#### Work request
Begin with the line containing "model status badge" and end with the last line of the data below; return those lines exactly, and only those.

#### Recorded data
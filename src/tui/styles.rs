//! Color palette and styles for the calculator screen.

use ratatui::style::{Color, Modifier, Style};

use crate::application::InvokerState;

/// Calculator color palette.
pub struct MedicalTheme;

impl MedicalTheme {
    // === Primary Colors ===

    /// Deep teal - Primary color (trust, medical)
    pub const PRIMARY: Color = Color::Rgb(13, 148, 136); // #0D9488

    /// Lighter teal for highlights
    pub const PRIMARY_LIGHT: Color = Color::Rgb(45, 212, 191); // #2DD4BF

    // === Secondary Colors ===

    /// Light slate for borders
    pub const SECONDARY_LIGHT: Color = Color::Rgb(148, 163, 184); // #94A3B8

    // === Semantic Colors ===

    /// Emerald - Success
    pub const SUCCESS: Color = Color::Rgb(16, 185, 129); // #10B981

    /// Amber - Warning
    pub const WARNING: Color = Color::Rgb(251, 191, 36); // #FBBF24

    /// Rose - Error
    pub const DANGER: Color = Color::Rgb(244, 63, 94); // #F43F5E

    /// Blue - Info
    pub const INFO: Color = Color::Rgb(59, 130, 246); // #3B82F6

    // === Text Colors ===

    /// Primary text (white)
    pub const TEXT_PRIMARY: Color = Color::Rgb(248, 250, 252); // #F8FAFC

    /// Secondary text (gray)
    pub const TEXT_SECONDARY: Color = Color::Rgb(148, 163, 184); // #94A3B8

    /// Muted text
    pub const TEXT_MUTED: Color = Color::Rgb(100, 116, 139); // #64748B

    // === Preset Styles ===

    /// Style for titles
    #[must_use]
    pub fn title() -> Style {
        Style::default()
            .fg(Self::TEXT_PRIMARY)
            .add_modifier(Modifier::BOLD)
    }

    /// Style for subtitles
    #[must_use]
    pub fn subtitle() -> Style {
        Style::default()
            .fg(Self::PRIMARY_LIGHT)
            .add_modifier(Modifier::BOLD)
    }

    /// Style for normal text
    #[must_use]
    pub fn text() -> Style {
        Style::default().fg(Self::TEXT_PRIMARY)
    }

    /// Style for secondary text
    #[must_use]
    pub fn text_secondary() -> Style {
        Style::default().fg(Self::TEXT_SECONDARY)
    }

    /// Style for muted text
    #[must_use]
    pub fn text_muted() -> Style {
        Style::default().fg(Self::TEXT_MUTED)
    }

    /// Style for success messages
    #[must_use]
    pub fn success() -> Style {
        Style::default().fg(Self::SUCCESS)
    }

    /// Style for warning messages
    #[must_use]
    pub fn warning() -> Style {
        Style::default().fg(Self::WARNING)
    }

    /// Style for danger/error messages
    #[must_use]
    pub fn danger() -> Style {
        Style::default().fg(Self::DANGER)
    }

    /// Style for info messages
    #[must_use]
    pub fn info() -> Style {
        Style::default().fg(Self::INFO)
    }

    /// Style for focused elements
    #[must_use]
    pub fn focused() -> Style {
        Style::default()
            .fg(Self::PRIMARY_LIGHT)
            .add_modifier(Modifier::BOLD)
    }

    /// Style for borders
    #[must_use]
    pub fn border() -> Style {
        Style::default().fg(Self::SECONDARY_LIGHT)
    }

    /// Style for focused borders
    #[must_use]
    pub fn border_focused() -> Style {
        Style::default().fg(Self::PRIMARY)
    }

    /// Style for key hints
    #[must_use]
    pub fn key_hint() -> Style {
        Style::default()
            .fg(Self::PRIMARY_LIGHT)
            .add_modifier(Modifier::BOLD)
    }

    /// Style for key descriptions
    #[must_use]
    pub fn key_desc() -> Style {
        Style::default().fg(Self::TEXT_SECONDARY)
    }

    /// Style for the prediction line
    #[must_use]
    pub fn result() -> Style {
        Style::default()
            .fg(Self::PRIMARY_LIGHT)
            .add_modifier(Modifier::BOLD)
    }

    /// Style for the model status badge
    #[must_use]
    pub fn model_state(state: InvokerState) -> Style {
        match state {
            InvokerState::Ready => Self::success(),
            InvokerState::Loading | InvokerState::Running => Self::info(),
            InvokerState::Failed => Self::danger(),
            InvokerState::Uninitialized => Self::text_muted(),
        }
    }
}

/// Inline product name for the header
pub const LOGO_SMALL: &str = "UPRisk";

#### Solution to this task
    /// Style for the model status badge
    #[must_use]
    pub fn model_state(state: InvokerState) -> Style {
        match state {
            InvokerState::Ready => Self::success(),
            InvokerState::Loading | InvokerState::Running => Self::info(),
            InvokerState::Failed => Self::danger(),
            InvokerState::Uninitialized => Self::text_muted(),
        }
    }
}

/// Inline product name for the header
pub const LOGO_SMALL: &str = "UPRisk";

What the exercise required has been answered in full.